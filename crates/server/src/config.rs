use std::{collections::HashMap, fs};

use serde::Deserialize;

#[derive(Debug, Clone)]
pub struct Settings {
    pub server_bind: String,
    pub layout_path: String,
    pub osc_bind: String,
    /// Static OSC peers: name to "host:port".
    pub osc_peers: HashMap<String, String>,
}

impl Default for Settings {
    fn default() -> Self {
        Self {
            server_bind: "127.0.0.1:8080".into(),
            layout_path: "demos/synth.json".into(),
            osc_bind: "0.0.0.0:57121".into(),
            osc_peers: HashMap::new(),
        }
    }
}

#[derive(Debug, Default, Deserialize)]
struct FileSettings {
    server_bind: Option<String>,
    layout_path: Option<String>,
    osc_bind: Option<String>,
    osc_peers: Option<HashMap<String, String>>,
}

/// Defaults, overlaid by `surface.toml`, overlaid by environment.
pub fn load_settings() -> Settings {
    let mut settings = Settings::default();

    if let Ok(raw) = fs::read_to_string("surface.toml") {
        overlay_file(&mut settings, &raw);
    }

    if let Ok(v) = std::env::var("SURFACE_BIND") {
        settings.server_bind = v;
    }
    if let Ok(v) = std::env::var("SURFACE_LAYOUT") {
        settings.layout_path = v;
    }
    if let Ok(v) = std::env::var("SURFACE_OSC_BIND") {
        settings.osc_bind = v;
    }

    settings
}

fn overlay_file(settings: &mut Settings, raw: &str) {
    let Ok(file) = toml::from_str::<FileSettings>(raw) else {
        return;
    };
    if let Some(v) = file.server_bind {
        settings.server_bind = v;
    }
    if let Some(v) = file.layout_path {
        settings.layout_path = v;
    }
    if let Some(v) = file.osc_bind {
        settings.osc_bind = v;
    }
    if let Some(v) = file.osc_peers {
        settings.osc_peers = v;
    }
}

- - - - - - -

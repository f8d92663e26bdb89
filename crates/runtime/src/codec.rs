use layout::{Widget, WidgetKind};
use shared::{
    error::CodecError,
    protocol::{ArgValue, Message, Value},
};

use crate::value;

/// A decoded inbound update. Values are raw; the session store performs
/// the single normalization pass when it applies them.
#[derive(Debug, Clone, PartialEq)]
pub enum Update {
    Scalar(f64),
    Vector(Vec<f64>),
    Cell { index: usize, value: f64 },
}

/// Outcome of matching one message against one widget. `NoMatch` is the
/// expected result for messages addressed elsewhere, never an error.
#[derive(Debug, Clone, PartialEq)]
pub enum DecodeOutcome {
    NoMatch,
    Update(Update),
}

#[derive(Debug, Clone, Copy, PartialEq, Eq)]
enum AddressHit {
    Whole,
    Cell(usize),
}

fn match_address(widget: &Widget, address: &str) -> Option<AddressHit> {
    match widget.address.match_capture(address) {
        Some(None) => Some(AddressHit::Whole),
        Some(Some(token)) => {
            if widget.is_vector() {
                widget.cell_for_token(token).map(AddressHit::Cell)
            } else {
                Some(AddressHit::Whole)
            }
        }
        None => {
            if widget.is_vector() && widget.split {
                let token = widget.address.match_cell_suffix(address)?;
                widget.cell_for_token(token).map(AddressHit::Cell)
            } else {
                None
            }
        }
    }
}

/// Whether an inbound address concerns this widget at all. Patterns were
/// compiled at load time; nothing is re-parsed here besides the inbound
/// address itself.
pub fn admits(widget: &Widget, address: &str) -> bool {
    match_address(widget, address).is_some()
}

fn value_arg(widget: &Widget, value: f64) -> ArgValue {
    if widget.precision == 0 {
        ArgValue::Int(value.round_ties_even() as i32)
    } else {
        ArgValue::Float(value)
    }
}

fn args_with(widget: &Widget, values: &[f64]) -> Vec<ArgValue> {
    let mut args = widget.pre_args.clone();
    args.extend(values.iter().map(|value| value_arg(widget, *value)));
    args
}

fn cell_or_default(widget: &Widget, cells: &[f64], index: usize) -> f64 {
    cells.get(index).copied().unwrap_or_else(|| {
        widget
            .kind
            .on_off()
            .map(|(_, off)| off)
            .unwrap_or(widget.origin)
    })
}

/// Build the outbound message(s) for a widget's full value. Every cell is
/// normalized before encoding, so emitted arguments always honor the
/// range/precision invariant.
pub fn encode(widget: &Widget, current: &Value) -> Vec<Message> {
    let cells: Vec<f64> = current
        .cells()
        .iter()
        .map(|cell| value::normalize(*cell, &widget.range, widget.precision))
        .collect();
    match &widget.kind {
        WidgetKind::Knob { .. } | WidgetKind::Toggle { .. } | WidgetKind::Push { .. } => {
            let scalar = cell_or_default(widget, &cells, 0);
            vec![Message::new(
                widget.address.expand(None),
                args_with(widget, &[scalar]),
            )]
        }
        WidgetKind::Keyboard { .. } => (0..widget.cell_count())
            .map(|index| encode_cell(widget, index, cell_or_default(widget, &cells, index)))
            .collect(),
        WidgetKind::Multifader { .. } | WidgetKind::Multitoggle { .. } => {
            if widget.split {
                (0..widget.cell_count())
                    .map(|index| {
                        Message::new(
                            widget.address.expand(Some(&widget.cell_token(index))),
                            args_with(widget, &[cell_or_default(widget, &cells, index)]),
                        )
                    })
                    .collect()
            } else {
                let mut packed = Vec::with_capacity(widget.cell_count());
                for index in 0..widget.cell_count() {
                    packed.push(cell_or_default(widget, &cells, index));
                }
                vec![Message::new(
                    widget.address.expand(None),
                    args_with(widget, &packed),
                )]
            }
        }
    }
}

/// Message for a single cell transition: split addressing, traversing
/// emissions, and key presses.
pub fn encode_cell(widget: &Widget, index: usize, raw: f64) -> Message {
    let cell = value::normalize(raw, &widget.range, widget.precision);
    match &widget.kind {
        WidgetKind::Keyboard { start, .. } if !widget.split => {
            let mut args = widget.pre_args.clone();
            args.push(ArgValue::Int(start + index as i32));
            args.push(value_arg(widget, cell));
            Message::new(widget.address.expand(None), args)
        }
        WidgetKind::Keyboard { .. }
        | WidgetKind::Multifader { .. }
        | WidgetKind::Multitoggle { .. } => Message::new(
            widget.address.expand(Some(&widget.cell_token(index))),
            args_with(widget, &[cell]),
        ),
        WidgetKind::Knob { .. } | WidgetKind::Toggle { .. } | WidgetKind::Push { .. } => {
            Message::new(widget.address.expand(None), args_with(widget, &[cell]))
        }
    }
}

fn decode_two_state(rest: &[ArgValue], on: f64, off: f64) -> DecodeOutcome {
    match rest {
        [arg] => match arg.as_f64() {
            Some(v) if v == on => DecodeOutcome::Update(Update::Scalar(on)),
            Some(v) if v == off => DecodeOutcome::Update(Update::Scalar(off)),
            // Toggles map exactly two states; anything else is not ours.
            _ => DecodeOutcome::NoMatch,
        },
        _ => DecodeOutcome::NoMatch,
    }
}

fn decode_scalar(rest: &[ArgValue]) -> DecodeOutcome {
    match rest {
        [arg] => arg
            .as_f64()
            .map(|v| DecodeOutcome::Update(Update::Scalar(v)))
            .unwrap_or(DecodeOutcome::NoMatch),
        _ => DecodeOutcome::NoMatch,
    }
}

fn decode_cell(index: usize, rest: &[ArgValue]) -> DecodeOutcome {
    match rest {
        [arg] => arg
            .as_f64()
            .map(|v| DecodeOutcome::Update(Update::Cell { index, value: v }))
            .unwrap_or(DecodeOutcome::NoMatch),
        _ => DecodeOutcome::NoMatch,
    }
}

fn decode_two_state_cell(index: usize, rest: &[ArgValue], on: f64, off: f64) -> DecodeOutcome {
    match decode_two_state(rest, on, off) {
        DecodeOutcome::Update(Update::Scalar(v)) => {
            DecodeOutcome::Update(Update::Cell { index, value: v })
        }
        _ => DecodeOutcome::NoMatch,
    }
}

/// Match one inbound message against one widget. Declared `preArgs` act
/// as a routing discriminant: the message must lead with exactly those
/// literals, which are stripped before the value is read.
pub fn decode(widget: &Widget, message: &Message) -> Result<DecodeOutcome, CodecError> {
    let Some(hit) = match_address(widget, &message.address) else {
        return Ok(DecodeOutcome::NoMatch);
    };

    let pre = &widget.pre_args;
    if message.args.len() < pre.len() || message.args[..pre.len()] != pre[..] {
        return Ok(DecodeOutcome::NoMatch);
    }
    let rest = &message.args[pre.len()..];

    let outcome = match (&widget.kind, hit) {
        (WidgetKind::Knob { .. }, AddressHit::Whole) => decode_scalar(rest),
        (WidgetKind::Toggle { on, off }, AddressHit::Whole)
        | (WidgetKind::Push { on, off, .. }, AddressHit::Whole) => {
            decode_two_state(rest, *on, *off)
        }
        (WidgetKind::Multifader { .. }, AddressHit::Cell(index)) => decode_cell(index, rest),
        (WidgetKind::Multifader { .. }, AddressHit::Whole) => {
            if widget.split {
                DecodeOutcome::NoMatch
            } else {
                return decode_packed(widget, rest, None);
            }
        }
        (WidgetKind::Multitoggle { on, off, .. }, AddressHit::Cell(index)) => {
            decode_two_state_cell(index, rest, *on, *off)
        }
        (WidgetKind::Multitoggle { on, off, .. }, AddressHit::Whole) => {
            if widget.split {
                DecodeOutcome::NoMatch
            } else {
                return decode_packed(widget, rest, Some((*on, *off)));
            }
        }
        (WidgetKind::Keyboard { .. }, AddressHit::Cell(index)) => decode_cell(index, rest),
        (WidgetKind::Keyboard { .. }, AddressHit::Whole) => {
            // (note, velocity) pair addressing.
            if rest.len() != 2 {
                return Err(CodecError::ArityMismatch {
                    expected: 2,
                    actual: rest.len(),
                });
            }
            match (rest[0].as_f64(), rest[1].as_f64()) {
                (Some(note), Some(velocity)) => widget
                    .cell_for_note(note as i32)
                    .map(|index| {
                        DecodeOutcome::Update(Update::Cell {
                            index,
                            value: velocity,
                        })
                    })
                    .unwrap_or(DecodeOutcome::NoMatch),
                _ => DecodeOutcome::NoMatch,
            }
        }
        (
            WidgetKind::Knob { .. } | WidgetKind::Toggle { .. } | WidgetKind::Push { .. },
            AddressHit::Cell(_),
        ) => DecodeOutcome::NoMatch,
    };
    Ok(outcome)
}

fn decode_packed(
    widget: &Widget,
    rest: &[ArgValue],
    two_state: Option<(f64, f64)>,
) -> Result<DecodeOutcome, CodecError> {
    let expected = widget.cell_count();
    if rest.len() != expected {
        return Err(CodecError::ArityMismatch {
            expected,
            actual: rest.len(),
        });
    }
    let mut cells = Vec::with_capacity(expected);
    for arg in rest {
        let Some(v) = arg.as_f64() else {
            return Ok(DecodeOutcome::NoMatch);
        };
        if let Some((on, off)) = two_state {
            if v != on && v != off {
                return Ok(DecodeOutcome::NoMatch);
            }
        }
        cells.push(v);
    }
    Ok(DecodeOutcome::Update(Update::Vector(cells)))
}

- - - - - - -

> _Aim of the exercise_:
Keep only the lines of the listing that contain the word "Deserialize", and copy them.

> _Solution to the exercise_:
use serde::Deserialize;
#[derive(Debug, Default, Deserialize)]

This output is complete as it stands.